Michèle Aquien, professeur à l’université Paris-Est-Créteil (UPEC), est en effet l’une des plus éminentes figures de la poétique. Poéticienne, fine et érudite, mais aussi psychanalyste à Paris, elle est native de Draguignon, dans Le Var, en France. Aimant beaucoup la Tunisie, elle nous a révélé que sa grand-mère était institutrice à Sakiet Sidi Youssef, au début du siècle précédent et que sa mère est née en 1920 dans la gare de «Maxula-Radès» où son grand-père était chef. Nous l’avons rencontrée avec plaisir à Paris, en mars dernier, à l’occasion de la présentation chez l’Harmattan de «La vie est un poème» (Mélanges, déc. 2022) et nous avons jugé tant utile qu’intéressant de la faire parler de ses travaux et de son brillant itinéraire. Interview.
Vous êtes poéticienne, ce qui ne veut pas dire poète, évidemment, mais spécialiste de/en poétique.
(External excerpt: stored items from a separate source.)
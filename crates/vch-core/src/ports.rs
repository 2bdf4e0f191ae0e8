use async_trait::async_trait;

use crate::{
    domain::{
        Binding, ChannelId, ChannelKind, FetchedMessage, FlaggedBinding, MemberId, MessageId,
        TextChannelId, VoiceRoomId,
    },
    errors::Error,
    Result,
};

/// Durable table of voice/text bindings.
///
/// Every mutation is a single keyed update so the reactor and the purge loop
/// can hit the store concurrently without locking each other out. Implementors
/// must not turn `set_flag` into a read-modify-write sequence.
#[async_trait]
pub trait BindingStore: Send + Sync {
    async fn list_bindings(&self) -> Result<Vec<Binding>>;
    async fn list_flagged(&self) -> Result<Vec<FlaggedBinding>>;

    /// Set the purge flag of the row keyed by `voice_id`. Missing rows are
    /// left alone; rows are never created here.
    async fn set_flag(&self, voice_id: VoiceRoomId, purge: bool) -> Result<()>;
}

/// Chat platform command sink.
///
/// Discord is the only implementation; the fakes in tests implement the same
/// surface so the reactor and the purge loop can be exercised offline.
#[async_trait]
pub trait PlatformPort: Send + Sync {
    /// Fails with `Error::Resolution` if the channel no longer exists.
    async fn channel_kind(&self, channel: ChannelId) -> Result<ChannelKind>;

    /// Members currently connected to `room`, as of the latest gateway state.
    async fn voice_occupancy(&self, room: VoiceRoomId) -> Result<usize>;

    /// Create (or replace) a member overwrite allowing VIEW_CHANNEL.
    async fn grant_view(&self, channel: TextChannelId, member: MemberId) -> Result<()>;

    /// Remove the member's overwrite. An absent overwrite is not an error.
    async fn revoke_view(&self, channel: TextChannelId, member: MemberId) -> Result<()>;

    async fn send_message(&self, channel: TextChannelId, body: &str) -> Result<()>;

    /// Up to `limit` most recent messages, newest first.
    async fn fetch_messages(
        &self,
        channel: TextChannelId,
        limit: u8,
    ) -> Result<Vec<FetchedMessage>>;

    async fn bulk_delete(&self, channel: TextChannelId, ids: &[MessageId]) -> Result<()>;
    async fn delete_message(&self, channel: TextChannelId, id: MessageId) -> Result<()>;
}

/// Look up `id` and check it really is a text channel.
///
/// A missing channel fails with `Error::Resolution`; a channel of another kind
/// fails with `Error::WrongKind`.
pub async fn resolve_text(
    platform: &dyn PlatformPort,
    id: TextChannelId,
) -> Result<TextChannelId> {
    expect_kind(platform, id.channel(), ChannelKind::Text).await?;
    Ok(id)
}

/// Look up `id` and check it really is a voice room.
pub async fn resolve_voice(
    platform: &dyn PlatformPort,
    id: VoiceRoomId,
) -> Result<VoiceRoomId> {
    expect_kind(platform, id.channel(), ChannelKind::Voice).await?;
    Ok(id)
}

async fn expect_kind(
    platform: &dyn PlatformPort,
    id: ChannelId,
    expected: ChannelKind,
) -> Result<()> {
    let found = platform.channel_kind(id).await?;
    if found != expected {
        return Err(Error::WrongKind {
            id,
            expected,
            found,
        });
    }
    Ok(())
}
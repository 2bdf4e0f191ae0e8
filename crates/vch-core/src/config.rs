use std::{
    env, fs,
    path::{Path, PathBuf},
    time::Duration,
};

use crate::{errors::Error, Result};

/// Typed configuration for the bot.
///
/// `emit_log` and `purge_interval` are the two options the channel helper has
/// always recognized; the rest are deployment plumbing and safety limits.
#[derive(Clone, Debug)]
pub struct Config {
    pub discord_token: String,
    pub database_path: PathBuf,

    // Presence reactor
    pub emit_log: bool,

    // Purge scheduler
    pub purge_interval: Duration,
    pub purge_max_rounds: u32,
    pub bulk_delete_max_age: Duration,
}

impl Config {
    pub fn load() -> Result<Self> {
        load_dotenv_if_present(Path::new(".env"));
        Self::from_lookup(|key| env::var(key).ok())
    }

    /// Build and validate a config from any key lookup (the process env in
    /// production, a map in tests).
    pub fn from_lookup(get: impl Fn(&str) -> Option<String>) -> Result<Self> {
        let u64_of = |key: &str| get(key).and_then(|s| s.trim().parse::<u64>().ok());

        let discord_token = get("DISCORD_TOKEN").unwrap_or_default();
        if discord_token.trim().is_empty() {
            return Err(Error::Config(
                "DISCORD_TOKEN environment variable is required".to_string(),
            ));
        }

        let database_path = get("BINDINGS_DB_PATH")
            .and_then(non_empty)
            .map(PathBuf::from)
            .unwrap_or_else(|| PathBuf::from("db/channels.db"));

        let emit_log = get("EMIT_LOG").is_some_and(|s| parse_bool(&s));

        let purge_interval = Duration::from_millis(u64_of("PURGE_INTERVAL_MS").unwrap_or(600_000));
        if purge_interval.is_zero() {
            return Err(Error::Config("PURGE_INTERVAL_MS must be > 0".to_string()));
        }

        let purge_max_rounds = get("PURGE_MAX_ROUNDS")
            .and_then(|s| s.trim().parse::<u32>().ok())
            .unwrap_or(50);
        if purge_max_rounds == 0 {
            return Err(Error::Config("PURGE_MAX_ROUNDS must be > 0".to_string()));
        }

        let max_age_days = u64_of("BULK_DELETE_MAX_AGE_DAYS").unwrap_or(14);
        let bulk_delete_max_age = Duration::from_secs(max_age_days * 24 * 60 * 60);

        Ok(Self {
            discord_token,
            database_path,
            emit_log,
            purge_interval,
            purge_max_rounds,
            bulk_delete_max_age,
        })
    }
}

fn load_dotenv_if_present(path: &Path) {
    let Ok(contents) = fs::read_to_string(path) else {
        return;
    };

    for (key, val) in parse_dotenv(&contents) {
        if env::var_os(&key).is_some() {
            continue; // do not override existing env
        }
        env::set_var(key, val);
    }
}

fn parse_dotenv(contents: &str) -> Vec<(String, String)> {
    let mut out = Vec::new();
    for raw in contents.lines() {
        let line = raw.trim();
        if line.is_empty() || line.starts_with('#') {
            continue;
        }

        let Some((k, v)) = line.split_once('=') else {
            continue;
        };

        let key = k.trim();
        if key.is_empty() {
            continue;
        }

        let mut val = v.trim().to_string();
        // Strip optional surrounding quotes.
        if val.len() >= 2
            && ((val.starts_with('"') && val.ends_with('"'))
                || (val.starts_with('\'') && val.ends_with('\'')))
        {
            val = val[1..val.len() - 1].to_string();
        }

        out.push((key.to_string(), val));
    }
    out
}

fn parse_bool(s: &str) -> bool {
    matches!(
        s.trim().to_lowercase().as_str(),
        "1" | "true" | "yes" | "on"
    )
}

fn non_empty(s: String) -> Option<String> {
    if s.trim().is_empty() {
        None
    } else {
        Some(s)
    }
}
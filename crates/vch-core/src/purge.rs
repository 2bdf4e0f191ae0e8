//! Purge scheduler: periodically drains the history of every text channel
//! whose voice room was left empty.
//!
//! - First sweep fires one interval after `start()`, then every interval
//! - Each flagged channel is drained independently; one failure never stops
//!   the rest of the sweep and leaves that channel's flag set for next time
//! - Draining is capped at `max_rounds` fetch/delete cycles per channel so a
//!   busy channel cannot hold the sweep forever

use std::{sync::Arc, time::Duration};

use chrono::{DateTime, Utc};
use tokio::task::JoinHandle;
use tokio::time::{interval_at, Instant, MissedTickBehavior};
use tokio_util::sync::CancellationToken;
use tracing::{debug, info, warn};

use crate::{
    config::Config,
    domain::{FetchedMessage, FlaggedBinding, MessageId, TextChannelId},
    ports::{resolve_text, BindingStore, PlatformPort},
    Result,
};

/// Most messages a single fetch (and a single bulk delete) may cover.
pub const FETCH_LIMIT: u8 = 100;

/// Bulk deletion refuses batches smaller than this.
const BULK_DELETE_MIN: usize = 2;

#[derive(Clone, Copy, Debug)]
pub struct PurgeSettings {
    pub interval: Duration,
    pub max_rounds: u32,
    pub fetch_limit: u8,
    /// Messages older than this cannot be bulk-deleted and go one by one.
    pub bulk_delete_max_age: Duration,
}

impl Default for PurgeSettings {
    fn default() -> Self {
        Self {
            interval: Duration::from_secs(600),
            max_rounds: 50,
            fetch_limit: FETCH_LIMIT,
            bulk_delete_max_age: Duration::from_secs(14 * 24 * 60 * 60),
        }
    }
}

impl From<&Config> for PurgeSettings {
    fn from(cfg: &Config) -> Self {
        Self {
            interval: cfg.purge_interval,
            max_rounds: cfg.purge_max_rounds,
            fetch_limit: FETCH_LIMIT,
            bulk_delete_max_age: cfg.bulk_delete_max_age,
        }
    }
}

/// How draining one channel ended.
#[derive(Clone, Copy, Debug, PartialEq, Eq)]
pub enum DrainOutcome {
    /// A fetch came back empty. `rounds` counts fetch/delete cycles before it.
    Emptied { rounds: u32, deleted: usize },
    /// Gave up after `rounds` cycles with messages still present.
    RoundLimit { rounds: u32, deleted: usize },
}

#[derive(Clone, Debug, Default, PartialEq, Eq)]
pub struct SweepReport {
    pub purged: Vec<TextChannelId>,
    pub unconverged: Vec<TextChannelId>,
    pub failed: Vec<(TextChannelId, String)>,
    /// Set when the store could not be queried or updated; the sweep stopped there.
    pub store_error: Option<String>,
}

impl SweepReport {
    pub fn is_idle(&self) -> bool {
        self.purged.is_empty()
            && self.unconverged.is_empty()
            && self.failed.is_empty()
            && self.store_error.is_none()
    }
}

/// Messages split by which delete call can remove them.
#[derive(Debug, Default, PartialEq, Eq)]
struct DeletePlan {
    bulk: Vec<MessageId>,
    single: Vec<MessageId>,
}

fn plan_deletes(batch: &[FetchedMessage], now: DateTime<Utc>, max_age: Duration) -> DeletePlan {
    let cutoff = chrono::Duration::from_std(max_age)
        .ok()
        .and_then(|age| now.checked_sub_signed(age));

    let mut plan = DeletePlan::default();
    for msg in batch {
        let young = cutoff.map_or(true, |c| msg.created_at > c);
        if young {
            plan.bulk.push(msg.id);
        } else {
            plan.single.push(msg.id);
        }
    }

    if plan.bulk.len() < BULK_DELETE_MIN {
        plan.single.append(&mut plan.bulk);
    }
    plan
}

#[derive(Clone)]
pub struct PurgeScheduler {
    inner: Arc<SchedulerInner>,
}

struct SchedulerInner {
    store: Arc<dyn BindingStore>,
    settings: PurgeSettings,
    state: tokio::sync::Mutex<SchedulerState>,
}

#[derive(Default)]
struct SchedulerState {
    task: Option<JoinHandle<()>>,
    cancel: Option<CancellationToken>,
}

impl PurgeScheduler {
    pub fn new(store: Arc<dyn BindingStore>, settings: PurgeSettings) -> Self {
        Self {
            inner: Arc::new(SchedulerInner {
                store,
                settings,
                state: tokio::sync::Mutex::new(SchedulerState::default()),
            }),
        }
    }

    /// Start the recurring sweep. Returns `false` if it is already running
    /// (the gateway re-sends READY after reconnects).
    pub async fn start(&self, platform: Arc<dyn PlatformPort>) -> bool {
        let mut st = self.inner.state.lock().await;
        if st.task.as_ref().is_some_and(|h| !h.is_finished()) {
            debug!("purge scheduler already running");
            return false;
        }

        let tok = CancellationToken::new();
        let scheduler = self.clone();
        let cancel = tok.clone();
        let handle = tokio::spawn(async move {
            scheduler.run(platform, cancel).await;
        });

        st.task = Some(handle);
        st.cancel = Some(tok);
        info!(
            interval_ms = self.inner.settings.interval.as_millis() as u64,
            "purge scheduler started"
        );
        true
    }

    /// Stop scheduling new sweeps and wait for the loop to exit. A sweep
    /// already in progress runs to completion first.
    pub async fn stop(&self) {
        let mut st = self.inner.state.lock().await;
        if let Some(tok) = st.cancel.take() {
            tok.cancel();
        }
        // The loop never takes the state lock, so holding it here keeps a
        // concurrent start() from spawning a second loop before this one exits.
        if let Some(handle) = st.task.take() {
            if let Err(e) = handle.await {
                warn!(error = %e, "purge scheduler task ended abnormally");
            }
        }
    }

    pub async fn is_running(&self) -> bool {
        let st = self.inner.state.lock().await;
        st.task.as_ref().is_some_and(|h| !h.is_finished())
    }

    async fn run(&self, platform: Arc<dyn PlatformPort>, cancel: CancellationToken) {
        let period = self.inner.settings.interval;
        let mut tick = interval_at(Instant::now() + period, period);
        tick.set_missed_tick_behavior(MissedTickBehavior::Delay);

        loop {
            tokio::select! {
              _ = cancel.cancelled() => break,
              _ = tick.tick() => {
                let report = self.sweep(platform.as_ref()).await;
                log_report(&report);
              }
            }
        }
        debug!("purge scheduler stopped");
    }

    pub async fn sweep(&self, platform: &dyn PlatformPort) -> SweepReport {
        self.sweep_at(platform, Utc::now()).await
    }

    /// One pass over every flagged binding, judging message age against `now`.
    pub async fn sweep_at(&self, platform: &dyn PlatformPort, now: DateTime<Utc>) -> SweepReport {
        let mut report = SweepReport::default();

        let flagged = match self.inner.store.list_flagged().await {
            Ok(v) => v,
            Err(e) => {
                report.store_error = Some(e.to_string());
                return report;
            }
        };

        for binding in flagged {
            match self.drain_channel(platform, binding, now).await {
                Ok(DrainOutcome::Emptied { rounds, deleted }) => {
                    if let Err(e) = self.inner.store.set_flag(binding.voice_id, false).await {
                        report.failed.push((binding.text_id, e.to_string()));
                        report.store_error = Some(e.to_string());
                        break;
                    }
                    debug!(text = %binding.text_id, rounds, deleted, "text channel purged");
                    report.purged.push(binding.text_id);
                }
                Ok(DrainOutcome::RoundLimit { rounds, deleted }) => {
                    warn!(
                        text = %binding.text_id,
                        rounds,
                        deleted,
                        "purge did not converge, will retry next sweep"
                    );
                    report.unconverged.push(binding.text_id);
                }
                Err(e) => {
                    warn!(
                        text = %binding.text_id,
                        error = %e,
                        "purge failed, will retry next sweep"
                    );
                    report.failed.push((binding.text_id, e.to_string()));
                }
            }
        }

        report
    }

    /// Fetch and delete until a fetch comes back empty or the round cap is hit.
    pub async fn drain_channel(
        &self,
        platform: &dyn PlatformPort,
        binding: FlaggedBinding,
        now: DateTime<Utc>,
    ) -> Result<DrainOutcome> {
        let settings = self.inner.settings;
        let text = resolve_text(platform, binding.text_id).await?;

        let mut rounds = 0u32;
        let mut deleted = 0usize;
        loop {
            let batch = platform.fetch_messages(text, settings.fetch_limit).await?;
            if batch.is_empty() {
                return Ok(DrainOutcome::Emptied { rounds, deleted });
            }
            if rounds >= settings.max_rounds {
                return Ok(DrainOutcome::RoundLimit { rounds, deleted });
            }

            let plan = plan_deletes(&batch, now, settings.bulk_delete_max_age);
            if !plan.bulk.is_empty() {
                platform.bulk_delete(text, &plan.bulk).await?;
            }
            for id in &plan.single {
                platform.delete_message(text, *id).await?;
            }

            deleted += batch.len();
            rounds += 1;

            // Let gateway events run between rounds on a shared runtime.
            tokio::task::yield_now().await;
        }
    }
}

fn log_report(report: &SweepReport) {
    if let Some(e) = &report.store_error {
        warn!(error = %e, "purge sweep cut short by store failure");
    }
    if report.is_idle() {
        debug!("purge sweep: nothing flagged");
        return;
    }
    info!(
        purged = report.purged.len(),
        unconverged = report.unconverged.len(),
        failed = report.failed.len(),
        "purge sweep finished"
    );
}
use crate::domain::{ChannelId, ChannelKind};

/// Core error type.
///
/// Adapter crates map their specific errors into this type so the reactor and
/// the purge loop can decide what is fatal for the current event and what only
/// aborts one half of it.
#[derive(Debug, thiserror::Error)]
pub enum Error {
    #[error("config error: {0}")]
    Config(String),

    /// A referenced channel or member no longer exists.
    #[error("could not resolve {what} {id}")]
    Resolution { what: &'static str, id: u64 },

    #[error("channel {id} is a {found} channel, expected {expected}")]
    WrongKind {
        id: ChannelId,
        expected: ChannelKind,
        found: ChannelKind,
    },

    #[error("permission edit rejected: {0}")]
    Permission(String),

    #[error("binding store unavailable: {0}")]
    Store(String),

    #[error("i/o error: {0}")]
    Io(#[from] std::io::Error),

    #[error("external error: {0}")]
    External(String),
}

impl Error {
    /// Store failures abort the whole event or sweep; everything else is local.
    pub fn is_store(&self) -> bool {
        matches!(self, Error::Store(_))
    }
}

pub type Result<T> = std::result::Result<T, Error>;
On sait que depuis Aristote, beaucoup dont Roman Jakobson ont cherché à définir la poétique et à en délimiter le champ opératoire. Mais on constate que le terme très moderne, et pourtant très vieux de «poétique» (poetica), demeure jusqu’ici flottant et évoluant, comme l’écrivent dans leur «Vocabulaire de la stylistique» Georges Molinié et Jean Mazeleyant dans une espèce de «flou artistique élégant ». Quel sens précis et définitif donnez-vous, pour votre part, à la «poétique»?
Effectivement, je ne me prétends pas poète. Il n’y a aucun «flou artistique », même «élégant» dans la définition de la poétique : il s’agit de l’étude des procédés de la poésie. Jakobson donne de la poétique une définition qui est celle de la «fonction poétique », donc ancrée dans sa théorie de la communication. Ce n’est pas la poétique au sens, plus précis, que je viens de donner. Pas seulement de la poésie versifiée, mais de toute forme de poésie, parce que la poésie, comme je le démontre dans «L’Autre versant du langage», emprunte son expression à un versant du langage qui n’est pas celui de la communication ni du discours.
L’ouvrage qui vous a annoncée comme poéticienne, après vos livres sur Saint-John Perse et la versification, est «L’Autre Versant du langage» qui a eu un accueil très favorable auprès des chercheurs en poésie et en poétique. Le plus clair de votre travail dans cet ouvrage porte surtout sur le signifiant, c’est-à-dire sur la forme des mots, leur image acoustique. Pourquoi cette part du signe linguistique (le mot) est-elle si importante en poétique ?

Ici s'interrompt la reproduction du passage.